Saved entries:
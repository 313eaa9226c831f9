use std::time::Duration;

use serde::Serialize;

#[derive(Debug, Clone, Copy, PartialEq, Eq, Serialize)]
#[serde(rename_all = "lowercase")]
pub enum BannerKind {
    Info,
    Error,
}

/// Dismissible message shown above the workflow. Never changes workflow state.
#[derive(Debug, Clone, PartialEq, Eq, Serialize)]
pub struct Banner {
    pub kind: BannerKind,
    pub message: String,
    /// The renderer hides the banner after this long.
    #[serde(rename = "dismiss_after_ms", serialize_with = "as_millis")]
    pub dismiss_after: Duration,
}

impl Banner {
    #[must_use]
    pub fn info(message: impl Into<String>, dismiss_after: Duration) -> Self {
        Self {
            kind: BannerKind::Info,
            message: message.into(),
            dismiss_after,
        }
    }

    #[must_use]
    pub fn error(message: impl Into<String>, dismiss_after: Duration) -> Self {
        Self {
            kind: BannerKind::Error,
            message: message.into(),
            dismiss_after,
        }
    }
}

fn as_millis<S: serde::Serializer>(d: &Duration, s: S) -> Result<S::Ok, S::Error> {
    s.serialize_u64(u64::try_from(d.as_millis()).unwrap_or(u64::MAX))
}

==

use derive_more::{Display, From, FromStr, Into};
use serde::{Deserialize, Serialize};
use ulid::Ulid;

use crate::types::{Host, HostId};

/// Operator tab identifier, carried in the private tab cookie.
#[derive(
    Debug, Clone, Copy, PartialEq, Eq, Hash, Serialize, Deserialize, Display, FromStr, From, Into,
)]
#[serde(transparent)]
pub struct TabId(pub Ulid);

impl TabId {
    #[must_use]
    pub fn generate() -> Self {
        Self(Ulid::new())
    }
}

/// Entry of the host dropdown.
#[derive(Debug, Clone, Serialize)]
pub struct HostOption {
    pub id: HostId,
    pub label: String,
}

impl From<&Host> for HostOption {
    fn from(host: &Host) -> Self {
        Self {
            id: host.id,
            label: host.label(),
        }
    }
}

==

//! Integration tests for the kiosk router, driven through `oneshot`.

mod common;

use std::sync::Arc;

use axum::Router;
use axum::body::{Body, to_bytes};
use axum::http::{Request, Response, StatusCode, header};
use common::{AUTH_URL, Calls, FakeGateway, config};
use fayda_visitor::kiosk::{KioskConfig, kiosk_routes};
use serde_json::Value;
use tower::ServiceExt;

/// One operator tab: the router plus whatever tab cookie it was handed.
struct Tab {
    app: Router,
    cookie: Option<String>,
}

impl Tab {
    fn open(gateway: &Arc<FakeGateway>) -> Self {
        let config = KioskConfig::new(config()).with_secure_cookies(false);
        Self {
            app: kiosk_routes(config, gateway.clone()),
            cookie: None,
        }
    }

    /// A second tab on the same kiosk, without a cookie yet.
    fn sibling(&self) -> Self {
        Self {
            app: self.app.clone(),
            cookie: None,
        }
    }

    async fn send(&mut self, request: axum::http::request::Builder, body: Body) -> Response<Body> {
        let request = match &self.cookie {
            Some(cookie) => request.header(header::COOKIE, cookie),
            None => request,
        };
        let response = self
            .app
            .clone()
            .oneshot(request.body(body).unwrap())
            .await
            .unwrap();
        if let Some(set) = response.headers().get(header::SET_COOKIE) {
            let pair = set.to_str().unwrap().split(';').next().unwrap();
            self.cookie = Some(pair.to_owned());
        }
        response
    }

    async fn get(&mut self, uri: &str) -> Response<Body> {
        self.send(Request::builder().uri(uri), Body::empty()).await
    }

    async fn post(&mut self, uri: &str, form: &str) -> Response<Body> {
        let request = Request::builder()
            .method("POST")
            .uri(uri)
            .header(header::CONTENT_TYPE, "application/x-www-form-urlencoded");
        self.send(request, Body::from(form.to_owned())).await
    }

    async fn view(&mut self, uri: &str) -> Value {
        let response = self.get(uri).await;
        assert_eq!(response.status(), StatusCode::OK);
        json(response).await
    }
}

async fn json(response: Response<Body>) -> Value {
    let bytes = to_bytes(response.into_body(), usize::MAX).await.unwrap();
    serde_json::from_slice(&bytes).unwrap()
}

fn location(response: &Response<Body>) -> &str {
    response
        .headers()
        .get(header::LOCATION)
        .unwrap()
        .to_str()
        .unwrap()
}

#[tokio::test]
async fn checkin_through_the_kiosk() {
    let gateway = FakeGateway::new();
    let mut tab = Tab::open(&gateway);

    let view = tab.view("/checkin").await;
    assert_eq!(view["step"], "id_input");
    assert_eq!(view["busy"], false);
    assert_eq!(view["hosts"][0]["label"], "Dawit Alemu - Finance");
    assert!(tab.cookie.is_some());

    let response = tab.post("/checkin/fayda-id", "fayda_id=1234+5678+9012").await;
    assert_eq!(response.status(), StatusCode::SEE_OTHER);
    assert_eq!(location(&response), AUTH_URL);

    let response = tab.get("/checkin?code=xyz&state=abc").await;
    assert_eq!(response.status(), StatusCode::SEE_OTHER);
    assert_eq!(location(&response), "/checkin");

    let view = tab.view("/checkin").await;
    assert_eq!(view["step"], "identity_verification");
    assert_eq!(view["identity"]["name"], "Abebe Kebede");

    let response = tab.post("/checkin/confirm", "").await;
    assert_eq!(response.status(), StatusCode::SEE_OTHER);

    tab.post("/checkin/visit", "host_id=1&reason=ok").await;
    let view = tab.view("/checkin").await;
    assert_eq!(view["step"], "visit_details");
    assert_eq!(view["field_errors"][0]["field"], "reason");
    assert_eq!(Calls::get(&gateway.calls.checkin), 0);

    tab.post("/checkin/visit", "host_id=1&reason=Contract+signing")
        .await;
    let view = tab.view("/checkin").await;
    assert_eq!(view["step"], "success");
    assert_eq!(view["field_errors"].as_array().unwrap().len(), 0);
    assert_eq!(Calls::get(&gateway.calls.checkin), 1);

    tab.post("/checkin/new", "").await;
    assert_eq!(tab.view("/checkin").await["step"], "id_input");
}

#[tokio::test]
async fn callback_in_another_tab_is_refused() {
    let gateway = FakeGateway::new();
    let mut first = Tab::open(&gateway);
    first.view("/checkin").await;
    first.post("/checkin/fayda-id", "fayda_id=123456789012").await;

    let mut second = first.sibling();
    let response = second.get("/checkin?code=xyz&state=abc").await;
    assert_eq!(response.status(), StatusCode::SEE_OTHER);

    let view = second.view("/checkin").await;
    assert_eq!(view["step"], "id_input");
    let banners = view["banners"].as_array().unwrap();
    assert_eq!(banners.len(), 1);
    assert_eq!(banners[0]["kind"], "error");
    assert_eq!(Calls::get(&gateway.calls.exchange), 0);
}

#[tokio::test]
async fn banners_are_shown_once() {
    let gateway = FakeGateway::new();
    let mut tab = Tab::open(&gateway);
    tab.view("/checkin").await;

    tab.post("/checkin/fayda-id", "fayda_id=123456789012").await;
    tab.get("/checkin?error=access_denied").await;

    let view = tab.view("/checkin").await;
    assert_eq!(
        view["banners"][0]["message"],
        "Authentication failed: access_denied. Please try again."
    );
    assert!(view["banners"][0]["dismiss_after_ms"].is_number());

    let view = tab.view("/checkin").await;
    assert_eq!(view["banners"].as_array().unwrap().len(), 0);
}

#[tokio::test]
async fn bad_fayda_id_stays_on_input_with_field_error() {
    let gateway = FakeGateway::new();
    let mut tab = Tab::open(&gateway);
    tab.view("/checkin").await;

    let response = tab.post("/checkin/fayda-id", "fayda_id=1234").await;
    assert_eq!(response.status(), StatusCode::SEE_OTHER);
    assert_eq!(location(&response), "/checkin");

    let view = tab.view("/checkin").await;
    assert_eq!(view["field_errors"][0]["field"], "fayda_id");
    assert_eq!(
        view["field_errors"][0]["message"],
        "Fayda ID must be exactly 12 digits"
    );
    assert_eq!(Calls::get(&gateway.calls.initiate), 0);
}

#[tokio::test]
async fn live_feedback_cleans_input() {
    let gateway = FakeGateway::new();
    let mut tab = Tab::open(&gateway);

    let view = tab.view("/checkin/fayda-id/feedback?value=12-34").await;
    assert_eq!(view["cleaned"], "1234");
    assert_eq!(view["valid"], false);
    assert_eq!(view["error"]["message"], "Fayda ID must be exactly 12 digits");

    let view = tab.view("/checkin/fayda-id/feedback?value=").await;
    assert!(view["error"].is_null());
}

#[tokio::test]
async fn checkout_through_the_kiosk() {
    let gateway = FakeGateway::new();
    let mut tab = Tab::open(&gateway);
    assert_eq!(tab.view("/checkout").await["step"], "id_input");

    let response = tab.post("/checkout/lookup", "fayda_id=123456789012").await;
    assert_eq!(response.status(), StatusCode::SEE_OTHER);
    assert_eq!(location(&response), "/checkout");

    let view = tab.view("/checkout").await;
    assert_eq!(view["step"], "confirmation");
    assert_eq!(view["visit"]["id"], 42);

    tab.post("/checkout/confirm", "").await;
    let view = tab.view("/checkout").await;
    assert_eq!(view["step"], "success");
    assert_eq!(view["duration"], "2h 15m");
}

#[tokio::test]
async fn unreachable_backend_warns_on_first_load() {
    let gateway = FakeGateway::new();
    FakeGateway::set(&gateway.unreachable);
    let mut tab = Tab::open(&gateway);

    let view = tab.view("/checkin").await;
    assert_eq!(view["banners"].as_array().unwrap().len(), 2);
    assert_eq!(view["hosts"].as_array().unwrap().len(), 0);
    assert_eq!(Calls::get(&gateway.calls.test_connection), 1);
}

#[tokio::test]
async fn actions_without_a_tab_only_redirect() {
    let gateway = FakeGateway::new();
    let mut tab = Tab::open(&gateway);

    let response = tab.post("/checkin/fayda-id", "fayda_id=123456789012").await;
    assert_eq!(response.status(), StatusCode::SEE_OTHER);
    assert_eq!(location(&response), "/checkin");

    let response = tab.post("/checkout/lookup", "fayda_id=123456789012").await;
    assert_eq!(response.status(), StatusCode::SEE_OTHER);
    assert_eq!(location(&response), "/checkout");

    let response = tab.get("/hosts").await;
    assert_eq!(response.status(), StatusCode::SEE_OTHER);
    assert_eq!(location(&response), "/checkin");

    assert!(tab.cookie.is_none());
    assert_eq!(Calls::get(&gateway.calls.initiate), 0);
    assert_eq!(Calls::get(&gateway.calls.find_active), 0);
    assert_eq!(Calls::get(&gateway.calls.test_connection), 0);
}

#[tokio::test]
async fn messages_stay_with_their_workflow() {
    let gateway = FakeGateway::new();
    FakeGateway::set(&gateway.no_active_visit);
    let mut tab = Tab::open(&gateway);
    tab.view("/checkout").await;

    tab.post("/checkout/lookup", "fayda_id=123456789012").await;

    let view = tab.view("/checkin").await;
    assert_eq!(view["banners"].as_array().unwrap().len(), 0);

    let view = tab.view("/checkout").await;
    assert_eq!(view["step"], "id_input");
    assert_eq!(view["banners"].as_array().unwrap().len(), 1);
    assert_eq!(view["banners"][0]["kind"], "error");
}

• _Problem to solve_:
Nothing but the lines with "FromStr" should be returned, copied from the entries above.

• _Task result_:
use derive_more::{Display, From, FromStr, Into};
    Debug, Clone, Copy, PartialEq, Eq, Hash, Serialize, Deserialize, Display, FromStr, From, Into,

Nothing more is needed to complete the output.